##### INPUT
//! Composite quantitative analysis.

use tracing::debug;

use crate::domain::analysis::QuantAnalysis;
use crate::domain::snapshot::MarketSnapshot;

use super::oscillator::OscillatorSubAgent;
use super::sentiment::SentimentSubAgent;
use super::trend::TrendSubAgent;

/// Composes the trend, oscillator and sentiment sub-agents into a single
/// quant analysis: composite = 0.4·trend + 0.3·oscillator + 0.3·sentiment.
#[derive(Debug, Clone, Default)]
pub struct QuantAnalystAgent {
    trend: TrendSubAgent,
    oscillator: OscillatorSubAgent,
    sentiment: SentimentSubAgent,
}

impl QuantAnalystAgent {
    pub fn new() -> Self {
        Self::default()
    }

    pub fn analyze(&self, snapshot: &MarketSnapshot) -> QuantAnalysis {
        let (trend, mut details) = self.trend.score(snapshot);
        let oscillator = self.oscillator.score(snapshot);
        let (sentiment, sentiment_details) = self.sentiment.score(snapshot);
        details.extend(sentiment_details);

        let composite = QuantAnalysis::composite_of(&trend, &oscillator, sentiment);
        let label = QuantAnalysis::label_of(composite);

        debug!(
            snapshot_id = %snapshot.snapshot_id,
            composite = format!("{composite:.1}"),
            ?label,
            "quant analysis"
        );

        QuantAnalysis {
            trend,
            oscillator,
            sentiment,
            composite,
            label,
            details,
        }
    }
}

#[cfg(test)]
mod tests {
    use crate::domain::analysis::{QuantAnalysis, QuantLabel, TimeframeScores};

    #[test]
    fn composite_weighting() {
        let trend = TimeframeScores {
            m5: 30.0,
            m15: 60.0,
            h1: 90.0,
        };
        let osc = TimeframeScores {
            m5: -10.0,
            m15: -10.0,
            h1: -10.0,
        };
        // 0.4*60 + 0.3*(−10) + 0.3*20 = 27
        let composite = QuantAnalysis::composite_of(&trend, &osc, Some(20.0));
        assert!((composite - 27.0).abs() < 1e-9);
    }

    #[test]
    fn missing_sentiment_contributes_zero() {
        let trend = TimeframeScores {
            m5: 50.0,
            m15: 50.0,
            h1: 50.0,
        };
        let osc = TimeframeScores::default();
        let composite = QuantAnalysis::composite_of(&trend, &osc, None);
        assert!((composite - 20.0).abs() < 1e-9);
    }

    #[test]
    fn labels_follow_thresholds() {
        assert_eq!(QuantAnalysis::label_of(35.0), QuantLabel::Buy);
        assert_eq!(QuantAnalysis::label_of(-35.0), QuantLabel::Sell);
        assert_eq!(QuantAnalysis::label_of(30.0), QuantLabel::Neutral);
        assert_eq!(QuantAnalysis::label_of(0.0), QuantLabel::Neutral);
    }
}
##########
##### INPUT
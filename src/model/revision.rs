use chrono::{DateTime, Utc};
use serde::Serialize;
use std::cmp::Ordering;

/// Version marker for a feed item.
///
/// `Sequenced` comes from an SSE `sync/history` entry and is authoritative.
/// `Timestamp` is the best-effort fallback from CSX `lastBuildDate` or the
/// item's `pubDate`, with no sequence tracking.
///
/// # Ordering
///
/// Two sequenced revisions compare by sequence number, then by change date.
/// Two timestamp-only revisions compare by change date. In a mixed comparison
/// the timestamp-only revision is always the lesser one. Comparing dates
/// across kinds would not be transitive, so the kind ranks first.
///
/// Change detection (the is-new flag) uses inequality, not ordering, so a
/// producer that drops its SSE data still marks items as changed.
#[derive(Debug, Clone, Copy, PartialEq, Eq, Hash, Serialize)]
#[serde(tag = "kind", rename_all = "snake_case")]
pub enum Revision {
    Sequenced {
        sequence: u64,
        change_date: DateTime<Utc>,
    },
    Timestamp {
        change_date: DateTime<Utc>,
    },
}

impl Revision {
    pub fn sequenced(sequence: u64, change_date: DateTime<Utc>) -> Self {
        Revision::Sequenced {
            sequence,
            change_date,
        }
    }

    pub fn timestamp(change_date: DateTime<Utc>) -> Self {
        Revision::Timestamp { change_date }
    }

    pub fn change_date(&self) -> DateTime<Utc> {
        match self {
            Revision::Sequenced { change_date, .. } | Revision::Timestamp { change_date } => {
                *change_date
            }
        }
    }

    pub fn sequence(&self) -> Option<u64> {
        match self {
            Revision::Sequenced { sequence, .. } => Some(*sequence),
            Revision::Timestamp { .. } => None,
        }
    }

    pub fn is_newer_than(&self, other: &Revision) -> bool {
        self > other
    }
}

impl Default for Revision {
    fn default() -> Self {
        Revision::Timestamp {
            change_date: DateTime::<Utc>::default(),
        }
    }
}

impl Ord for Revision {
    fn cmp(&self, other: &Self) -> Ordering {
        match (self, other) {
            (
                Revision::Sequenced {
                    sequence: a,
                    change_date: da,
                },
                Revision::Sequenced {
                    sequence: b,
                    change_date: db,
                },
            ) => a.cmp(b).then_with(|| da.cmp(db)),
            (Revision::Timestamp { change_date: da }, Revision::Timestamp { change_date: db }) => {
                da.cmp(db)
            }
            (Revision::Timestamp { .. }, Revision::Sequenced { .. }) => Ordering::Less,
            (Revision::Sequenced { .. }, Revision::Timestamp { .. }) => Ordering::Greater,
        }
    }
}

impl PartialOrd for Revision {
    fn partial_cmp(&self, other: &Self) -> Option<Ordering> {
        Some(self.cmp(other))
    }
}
##########
REQUIREMENT -
Report the lines above that have the word "MarketSnapshot" in them.

SOLUTION BELOW -
use crate::domain::snapshot::MarketSnapshot;
    pub fn analyze(&self, snapshot: &MarketSnapshot) -> QuantAnalysis {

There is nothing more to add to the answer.